Когда мы поселились в поселке, он был еще занят своими владельцами. Контора поселка имела лошадь и линейку. Линейкой назывался либо экипаж в виде длинного сидения, на котором люди сидели спиной друг к другу, либо экипаж в виде двух сидений по бокам экипажа, на котором люди сидели лицом друг к другу, в обоих случаях сидели боком к поступательному движению экипажа. В поселке была линейка второго типа. На этой линейке мужья ездили на службу, а женщины на базар за продуктами. Можно было пользоваться и чугункой, которая ходила редко и неаккуратно.
Для многих жителей поселка вопрос питания становился все труднее и труднее. Адельфина явилась ко мне с таким предложением: «Будемте выдавать обеды. Желающие найдутся, у меня уже есть один, который тайно у меня питается». Вероятно, это был кто-либо из скрывающихся от большевиков. Мы с матерью, во-первых, разрешили ей кормить его, а вовторых, осуществили предложенную Адельфиной выдачу обедов. Дело пошло. Цены на базаре росли ежедневно; я постановила, что за обед мне будут платить столько, сколько стоит на базаре фунт мяса в этот день. Но мяса на обед я не давала: борщ или другой суп был на мясных костях или сале и предлагался в любом количестве, а на второе подавались пшенные котлеты под более или менее вкусным соусом или форшмак из селедки, запеченный с картошкой в духовке; по воскресеньям давались даже вареники с творогом, политые сметаной и сливочным маслом. У Адельфины было достаточно воображения, чтобы всякое блюдо подавалось не чаще, чем раз в неделю.

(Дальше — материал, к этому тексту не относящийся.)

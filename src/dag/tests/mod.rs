mod tests_lineage;
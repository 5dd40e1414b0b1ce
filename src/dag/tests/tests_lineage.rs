//! Lineage queries, persistence, degraded marks, and GC.

use std::collections::HashSet;
use std::sync::Arc;

use tempfile::TempDir;

use crate::dag::CompactionDag;
use crate::metastore::MetaStore;

fn set(ids: &[u64]) -> HashSet<u64> {
    ids.iter().copied().collect()
}

fn open_dag(tmp: &TempDir) -> (Arc<MetaStore>, CompactionDag) {
    let meta = Arc::new(MetaStore::open(tmp.path().join("meta")).unwrap());
    let dag = CompactionDag::open(Arc::clone(&meta)).unwrap();
    (meta, dag)
}

#[test]
fn ancestors_and_descendants_are_transitive() {
    let tmp = TempDir::new().unwrap();
    let (_meta, dag) = open_dag(&tmp);

    // 1 + 2 → 3; 3 + 4 → 5
    dag.add_record(&[1, 2], &[3], 100).unwrap();
    dag.add_record(&[3, 4], &[5], 200).unwrap();

    assert_eq!(dag.descendants(1).unwrap(), set(&[3, 5]));
    assert_eq!(dag.descendants(4).unwrap(), set(&[5]));
    assert_eq!(dag.ancestors(5).unwrap(), set(&[1, 2, 3, 4]));
    assert_eq!(dag.ancestors(3).unwrap(), set(&[1, 2]));
    assert!(dag.descendants(5).unwrap().is_empty());
}

#[test]
fn duplicate_records_are_ignored() {
    let tmp = TempDir::new().unwrap();
    let (_meta, dag) = open_dag(&tmp);
    dag.add_record(&[1], &[2], 100).unwrap();
    dag.add_record(&[1], &[2], 150).unwrap();
    assert_eq!(dag.record_count().unwrap(), 1);
}

#[test]
fn graph_rebuilds_from_meta_store() {
    let tmp = TempDir::new().unwrap();
    let meta = {
        let (meta, dag) = open_dag(&tmp);
        dag.add_record(&[1, 2], &[3], 100).unwrap();
        dag.add_record(&[3], &[4], 200).unwrap();
        dag.mark_degraded(2).unwrap();
        meta
    };

    let dag = CompactionDag::open(meta).unwrap();
    assert_eq!(dag.record_count().unwrap(), 2);
    assert_eq!(dag.ancestors(4).unwrap(), set(&[1, 2, 3]));
    assert!(dag.is_degraded(2).unwrap());
    assert!(!dag.is_degraded(1).unwrap());

    // The rebuilt sequence counter must not collide with old records.
    dag.add_record(&[4], &[5], 300).unwrap();
    assert_eq!(dag.record_count().unwrap(), 3);
}

#[test]
fn delta_files_collects_endpoint_differences_and_intermediates() {
    let tmp = TempDir::new().unwrap();
    let (_meta, dag) = open_dag(&tmp);

    // Snapshot A lives on {1, 2}; then 1+2 → 3, 3 → 4; snapshot B on {4, 9}.
    dag.add_record(&[1, 2], &[3], 100).unwrap();
    dag.add_record(&[3], &[4], 200).unwrap();

    let older = set(&[1, 2]);
    let newer = set(&[4, 9]);
    let delta = dag.delta_files(&older, &newer, |_| true).unwrap();

    assert_eq!(delta.from_only, vec![1, 2]);
    assert_eq!(delta.to_only, vec![4, 9]);
    assert_eq!(delta.intermediates, vec![3]);
}

#[test]
fn delta_files_skips_unreadable_intermediates() {
    let tmp = TempDir::new().unwrap();
    let (_meta, dag) = open_dag(&tmp);
    dag.add_record(&[1], &[2], 100).unwrap();
    dag.add_record(&[2], &[3], 200).unwrap();

    let delta = dag
        .delta_files(&set(&[1]), &set(&[3]), |id| id != 2)
        .unwrap();
    assert_eq!(delta.from_only, vec![1]);
    assert_eq!(delta.to_only, vec![3]);
    assert!(delta.intermediates.is_empty());
}

#[test]
fn gc_respects_horizon_and_pins() {
    let tmp = TempDir::new().unwrap();
    let (_meta, dag) = open_dag(&tmp);

    dag.add_record(&[1], &[2], 1_000).unwrap(); // old, unpinned
    dag.add_record(&[3], &[4], 1_000).unwrap(); // old, pinned via 4
    dag.add_record(&[5], &[6], 9_000).unwrap(); // recent

    let pinned = set(&[4]);
    let orphaned = dag.gc(10_000, 5_000, &pinned).unwrap();

    // Only the first record expired; its files are orphaned.
    assert_eq!(dag.record_count().unwrap(), 2);
    let orphaned: HashSet<u64> = orphaned.into_iter().collect();
    assert_eq!(orphaned, set(&[1, 2]));

    // Remaining lineage still answers queries.
    assert_eq!(dag.ancestors(4).unwrap(), set(&[3]));
    assert!(dag.ancestors(2).unwrap().is_empty());
}

#[test]
fn gc_persists_removals() {
    let tmp = TempDir::new().unwrap();
    let meta = {
        let (meta, dag) = open_dag(&tmp);
        dag.add_record(&[1], &[2], 1_000).unwrap();
        dag.gc(100_000, 1_000, &HashSet::new()).unwrap();
        meta
    };
    let dag = CompactionDag::open(meta).unwrap();
    assert_eq!(dag.record_count().unwrap(), 0);
}
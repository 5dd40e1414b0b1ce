//! # Snapshot SST Map
//!
//! For every snapshot the engine has observed, the exact set of SST
//! files that were live at its creation, plus the snapshot's maximum
//! visible sequence number. Captured once, atomically relative to
//! concurrent compactions (the engine holds the listener's event lock
//! while listing the live set), and never mutated afterwards.
//!
//! Entries persist in the meta store under the `sn/` prefix and are
//! reloaded wholesale at startup. The union over all recorded snapshots
//! of `live_ssts ∪ ancestors(live_ssts)` is exactly the file set the
//! backup store must keep.

#[cfg(test)]
mod tests;

use std::{
    collections::HashMap,
    sync::{Arc, RwLock},
};

use thiserror::Error;
use tracing::{debug, info};

use crate::encoding::{self, Decode, Encode, EncodingError};
use crate::metastore::{MetaStore, MetaStoreError};

/// Meta-store namespace for snapshot entries.
const SNAPSHOT_PREFIX: &[u8] = b"sn/";

// ------------------------------------------------------------------------------------------------
// Error type
// ------------------------------------------------------------------------------------------------

/// Errors returned by snapshot-map operations.
#[derive(Debug, Error)]
pub enum SnapshotMapError {
    /// No entry for the requested snapshot.
    #[error("snapshot {0} not found")]
    NotFound(u64),

    /// A second `record` call for the same snapshot.
    #[error("snapshot {0} already recorded")]
    AlreadyRecorded(u64),

    /// Meta-store failure.
    #[error("Meta store error: {0}")]
    Meta(#[from] MetaStoreError),

    /// Encoding failure on a persisted entry.
    #[error("Encoding error: {0}")]
    Encoding(#[from] EncodingError),

    /// Internal invariant violation or poisoned lock.
    #[error("Internal error: {0}")]
    Internal(String),
}

// ------------------------------------------------------------------------------------------------
// Entry
// ------------------------------------------------------------------------------------------------

/// Immutable record of one snapshot.
#[derive(Debug, Clone, PartialEq, Eq)]
pub struct SnapshotEntry {
    /// Snapshot id (unique, ordered).
    pub id: u64,

    /// Maximum sequence number visible from this snapshot.
    pub sequence: u64,

    /// Creation time, milliseconds since UNIX epoch.
    pub created_ms: u64,

    /// Previous snapshot in the chain, when known.
    pub prev: Option<u64>,

    /// SST files live at creation, sorted.
    pub live_ssts: Vec<u64>,
}

impl Encode for SnapshotEntry {
    fn encode_to(&self, buf: &mut Vec<u8>) -> Result<(), EncodingError> {
        self.id.encode_to(buf)?;
        self.sequence.encode_to(buf)?;
        self.created_ms.encode_to(buf)?;
        self.prev.encode_to(buf)?;
        encoding::encode_vec(&self.live_ssts, buf)
    }
}

impl Decode for SnapshotEntry {
    fn decode_from(buf: &[u8]) -> Result<(Self, usize), EncodingError> {
        let mut offset = 0;
        let (id, n) = u64::decode_from(&buf[offset..])?;
        offset += n;
        let (sequence, n) = u64::decode_from(&buf[offset..])?;
        offset += n;
        let (created_ms, n) = u64::decode_from(&buf[offset..])?;
        offset += n;
        let (prev, n) = Option::<u64>::decode_from(&buf[offset..])?;
        offset += n;
        let (live_ssts, n) = encoding::decode_vec::<u64>(&buf[offset..])?;
        offset += n;
        Ok((
            Self {
                id,
                sequence,
                created_ms,
                prev,
                live_ssts,
            },
            offset,
        ))
    }
}

fn entry_key(snapshot_id: u64) -> Vec<u8> {
    let mut key = SNAPSHOT_PREFIX.to_vec();
    key.extend_from_slice(&snapshot_id.to_be_bytes());
    key
}

// ------------------------------------------------------------------------------------------------
// SnapshotMap
// ------------------------------------------------------------------------------------------------

/// Registry of all snapshots the engine serves diffs for.
pub struct SnapshotMap {
    meta: Arc<MetaStore>,
    inner: RwLock<HashMap<u64, Arc<SnapshotEntry>>>,
}

impl SnapshotMap {
    /// Reload every persisted entry from the `sn/` namespace.
    pub fn open(meta: Arc<MetaStore>) -> Result<Self, SnapshotMapError> {
        let mut entries = HashMap::new();
        for (_, value) in meta.scan_prefix(SNAPSHOT_PREFIX)? {
            let (entry, _) = SnapshotEntry::decode_from(&value)?;
            entries.insert(entry.id, Arc::new(entry));
        }
        info!(snapshots = entries.len(), "snapshot map loaded");
        Ok(Self {
            meta,
            inner: RwLock::new(entries),
        })
    }

    /// Record one snapshot. One-shot: a second call for the same id
    /// fails with [`SnapshotMapError::AlreadyRecorded`].
    pub fn record(&self, mut entry: SnapshotEntry) -> Result<(), SnapshotMapError> {
        let mut inner = self
            .inner
            .write()
            .map_err(|_| SnapshotMapError::Internal("RwLock poisoned".into()))?;
        if inner.contains_key(&entry.id) {
            return Err(SnapshotMapError::AlreadyRecorded(entry.id));
        }
        entry.live_ssts.sort_unstable();
        self.meta
            .put(entry_key(entry.id), encoding::encode_to_vec(&entry)?)?;
        debug!(
            snapshot_id = entry.id,
            sequence = entry.sequence,
            live_ssts = entry.live_ssts.len(),
            "snapshot recorded"
        );
        inner.insert(entry.id, Arc::new(entry));
        Ok(())
    }

    /// Fetch one snapshot's entry.
    pub fn get(&self, snapshot_id: u64) -> Result<Arc<SnapshotEntry>, SnapshotMapError> {
        let inner = self
            .inner
            .read()
            .map_err(|_| SnapshotMapError::Internal("RwLock poisoned".into()))?;
        inner
            .get(&snapshot_id)
            .cloned()
            .ok_or(SnapshotMapError::NotFound(snapshot_id))
    }

    /// Remove one snapshot's entry, returning it so the caller can
    /// release the files it pinned.
    pub fn delete(&self, snapshot_id: u64) -> Result<Arc<SnapshotEntry>, SnapshotMapError> {
        let mut inner = self
            .inner
            .write()
            .map_err(|_| SnapshotMapError::Internal("RwLock poisoned".into()))?;
        let entry = inner
            .remove(&snapshot_id)
            .ok_or(SnapshotMapError::NotFound(snapshot_id))?;
        self.meta.delete(entry_key(snapshot_id))?;
        debug!(snapshot_id, "snapshot deleted");
        Ok(entry)
    }

    /// True when any recorded snapshot lists `file_id` in its live set.
    pub fn references(&self, file_id: u64) -> Result<bool, SnapshotMapError> {
        let inner = self
            .inner
            .read()
            .map_err(|_| SnapshotMapError::Internal("RwLock poisoned".into()))?;
        Ok(inner
            .values()
            .any(|entry| entry.live_ssts.binary_search(&file_id).is_ok()))
    }

    /// Number of snapshots whose live set lists `file_id`.
    pub fn reference_count(&self, file_id: u64) -> Result<u32, SnapshotMapError> {
        let inner = self
            .inner
            .read()
            .map_err(|_| SnapshotMapError::Internal("RwLock poisoned".into()))?;
        Ok(inner
            .values()
            .filter(|entry| entry.live_ssts.binary_search(&file_id).is_ok())
            .count() as u32)
    }

    /// All recorded snapshots, unordered.
    pub fn list(&self) -> Result<Vec<Arc<SnapshotEntry>>, SnapshotMapError> {
        let inner = self
            .inner
            .read()
            .map_err(|_| SnapshotMapError::Internal("RwLock poisoned".into()))?;
        Ok(inner.values().cloned().collect())
    }
}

На базар за продуктами ходила я. Иногда я брала с собой что-нибудь для продажи на черном рынке (тогда еще это благодетельное учреждение работало открыто) и возвращалась домой с куском сала или с необходимою картошкой, зеленью и т.п., купленными на вырученные деньги. Пока заборщиков было мало, я покупку носила в руках, чаще за плечами. Потом я достала детскую колясочку и пихала ее перед собой (голь на выдумки хитра).
Исчерпались наконец и наши дровяные запасы, но, с увеличением числа заборщиков, росла моя денежная касса и я могла прикупать и дрова, а также находить среди жителей поселка таких, которые за скромную плату, со мной вместе распиливали их. Я была одновременно и хозяйкой, и кухонным мужиком, а часто исполняла и роль валерьянки. Если из-за плохих дров обед опаздывал, то я, с одной стороны, должна была успокаивать нервную Адельфину, а не торопить ее, а с другой, выходить в переднюю и заговаривать зубы ждавшим свою порцию заборщикам.
Недалеко от поселка была церковь бывшего артиллерийского училища. Церкви в то время еще функционировали, но для матери было трудно ходить туда пешком. Я побывала у доктора Лихницкого и вторично выпросила у него его больничное кресло. На нем я возила мать к церковным службам (наступил Великий пост), а иногда и просто на более дальние прогулки. По гладким асфальтированным дорожкам поселка моя мать ежедневно совершала свои маленькие прогулки пешком. Пасха в 1920 году была довольно поздняя. На Страстной моя мать посетила много церковных служб, а в ночь с субботы на воскресенье была и на пасхальной заутрене и у обедни, которая служится непосредственно после заутрени. За этой обедней она приобщилась Святых Христовых Таин.
Она очень хотела, чтобы для детей Сони праздник Пасхи отмечен был традиционными куличами, сырной пасхой и крашеными яйцами. Узнав о ее желании, Елена продала оставшиеся в квартире на Пироговской какие-то подушки и привезла нам в субботу вкусное и обильное разговение. С этого дня Елена осталась жить с нами. В понедельник, на второй день Пасхи, мы всей семьей побывали на дорогих нам могилках, на монастырском кладбище 9-й станции. Я везла мать в больничном кресле. Остальные шли пешком. Мы взяли с собой и угощение. Вышел маленький пикник, или так называемые в народе «поминки». Отпустив нас погулять по окрестности, мать долго сидела одна около могил нашего отца и нашей старшей сестры Алины.
В четверг на Святой моя мать почувствовала себя слабее обыкновенного и лежа принимала свою добрую знакомую, Ольгу Ивановну Лишину, которой почему-то очень много рассказывала о своих сестрах и братьях, тогда уже покойных. В пятницу она слегла окончательно. Ей стало трудно находить слова. Температура поднялась до 39,6 по Цельсию. Доктор, живший в поселке, стал навещать ее ежедневно. Хотя сыпи у нее никакой не было, он предположил, что это сыпняк. Температура слегка опустилась, но речь становилась все более затрудненной. Скоро она стала только отвечать «да» или «нет». Наконец совсем замолкла, но сознание не покидало ее. Еленочка не отходила от нее во все дни ее пятидневной болезни.